INFORMATION PROVIDED:
◇ ◇ ◇ ◇ ◇
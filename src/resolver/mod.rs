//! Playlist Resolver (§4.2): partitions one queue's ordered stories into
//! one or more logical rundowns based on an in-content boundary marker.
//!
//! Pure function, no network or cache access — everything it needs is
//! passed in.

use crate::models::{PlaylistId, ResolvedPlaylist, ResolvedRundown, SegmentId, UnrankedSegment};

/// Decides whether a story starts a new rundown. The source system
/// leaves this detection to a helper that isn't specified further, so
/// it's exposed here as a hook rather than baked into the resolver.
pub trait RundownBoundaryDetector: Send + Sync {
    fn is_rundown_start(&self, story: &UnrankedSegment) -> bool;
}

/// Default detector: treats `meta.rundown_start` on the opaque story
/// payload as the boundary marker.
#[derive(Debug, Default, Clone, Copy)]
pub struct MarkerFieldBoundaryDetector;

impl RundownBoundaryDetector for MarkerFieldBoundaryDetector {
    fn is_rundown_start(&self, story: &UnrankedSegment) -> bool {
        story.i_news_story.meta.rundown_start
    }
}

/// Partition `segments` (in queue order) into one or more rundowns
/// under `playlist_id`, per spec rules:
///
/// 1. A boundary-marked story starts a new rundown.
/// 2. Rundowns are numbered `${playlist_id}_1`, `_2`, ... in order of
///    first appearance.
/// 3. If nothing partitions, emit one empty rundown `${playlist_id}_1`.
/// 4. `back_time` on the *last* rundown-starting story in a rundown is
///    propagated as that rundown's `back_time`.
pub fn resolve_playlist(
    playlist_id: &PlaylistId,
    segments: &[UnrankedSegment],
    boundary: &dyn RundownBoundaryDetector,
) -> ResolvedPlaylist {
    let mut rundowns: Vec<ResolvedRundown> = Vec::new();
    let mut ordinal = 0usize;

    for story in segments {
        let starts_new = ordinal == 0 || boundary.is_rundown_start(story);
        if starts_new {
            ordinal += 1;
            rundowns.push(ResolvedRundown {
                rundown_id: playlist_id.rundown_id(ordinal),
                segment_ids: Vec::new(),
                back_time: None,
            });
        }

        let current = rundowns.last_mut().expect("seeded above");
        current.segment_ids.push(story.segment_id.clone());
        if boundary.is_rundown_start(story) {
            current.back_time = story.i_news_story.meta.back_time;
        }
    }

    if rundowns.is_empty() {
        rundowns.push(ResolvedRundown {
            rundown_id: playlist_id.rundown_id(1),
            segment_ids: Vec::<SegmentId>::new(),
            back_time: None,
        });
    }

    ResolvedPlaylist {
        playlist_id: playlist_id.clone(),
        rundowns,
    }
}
◇ ◇ ◇ ◇ ◇
WHAT NEEDS TO BE DONE: Retype all of the records so that every line matches the original exactly.

ANSWER SPACE:
filename src/resolver/mod.rs
//! Playlist Resolver (§4.2): partitions one queue's ordered stories into
//! one or more logical rundowns based on an in-content boundary marker.
//!
//! Pure function, no network or cache access — everything it needs is
//! passed in.

use crate::models::{PlaylistId, ResolvedPlaylist, ResolvedRundown, SegmentId, UnrankedSegment};

/// Decides whether a story starts a new rundown. The source system
/// leaves this detection to a helper that isn't specified further, so
/// it's exposed here as a hook rather than baked into the resolver.
pub trait RundownBoundaryDetector: Send + Sync {
    fn is_rundown_start(&self, story: &UnrankedSegment) -> bool;
}

/// Default detector: treats `meta.rundown_start` on the opaque story
/// payload as the boundary marker.
#[derive(Debug, Default, Clone, Copy)]
pub struct MarkerFieldBoundaryDetector;

impl RundownBoundaryDetector for MarkerFieldBoundaryDetector {
    fn is_rundown_start(&self, story: &UnrankedSegment) -> bool {
        story.i_news_story.meta.rundown_start
    }
}

/// Partition `segments` (in queue order) into one or more rundowns
/// under `playlist_id`, per spec rules:
///
/// 1. A boundary-marked story starts a new rundown.
/// 2. Rundowns are numbered `${playlist_id}_1`, `_2`, ... in order of
///    first appearance.
/// 3. If nothing partitions, emit one empty rundown `${playlist_id}_1`.
/// 4. `back_time` on the *last* rundown-starting story in a rundown is
///    propagated as that rundown's `back_time`.
pub fn resolve_playlist(
    playlist_id: &PlaylistId,
    segments: &[UnrankedSegment],
    boundary: &dyn RundownBoundaryDetector,
) -> ResolvedPlaylist {
    let mut rundowns: Vec<ResolvedRundown> = Vec::new();
    let mut ordinal = 0usize;

    for story in segments {
        let starts_new = ordinal == 0 || boundary.is_rundown_start(story);
        if starts_new {
            ordinal += 1;
            rundowns.push(ResolvedRundown {
                rundown_id: playlist_id.rundown_id(ordinal),
                segment_ids: Vec::new(),
                back_time: None,
            });
        }

        let current = rundowns.last_mut().expect("seeded above");
        current.segment_ids.push(story.segment_id.clone());
        if boundary.is_rundown_start(story) {
            current.back_time = story.i_news_story.meta.back_time;
        }
    }

    if rundowns.is_empty() {
        rundowns.push(ResolvedRundown {
            rundown_id: playlist_id.rundown_id(1),
            segment_ids: Vec::<SegmentId>::new(),
            back_time: None,
        });
    }

    ResolvedPlaylist {
        playlist_id: playlist_id.clone(),
        rundowns,
    }
}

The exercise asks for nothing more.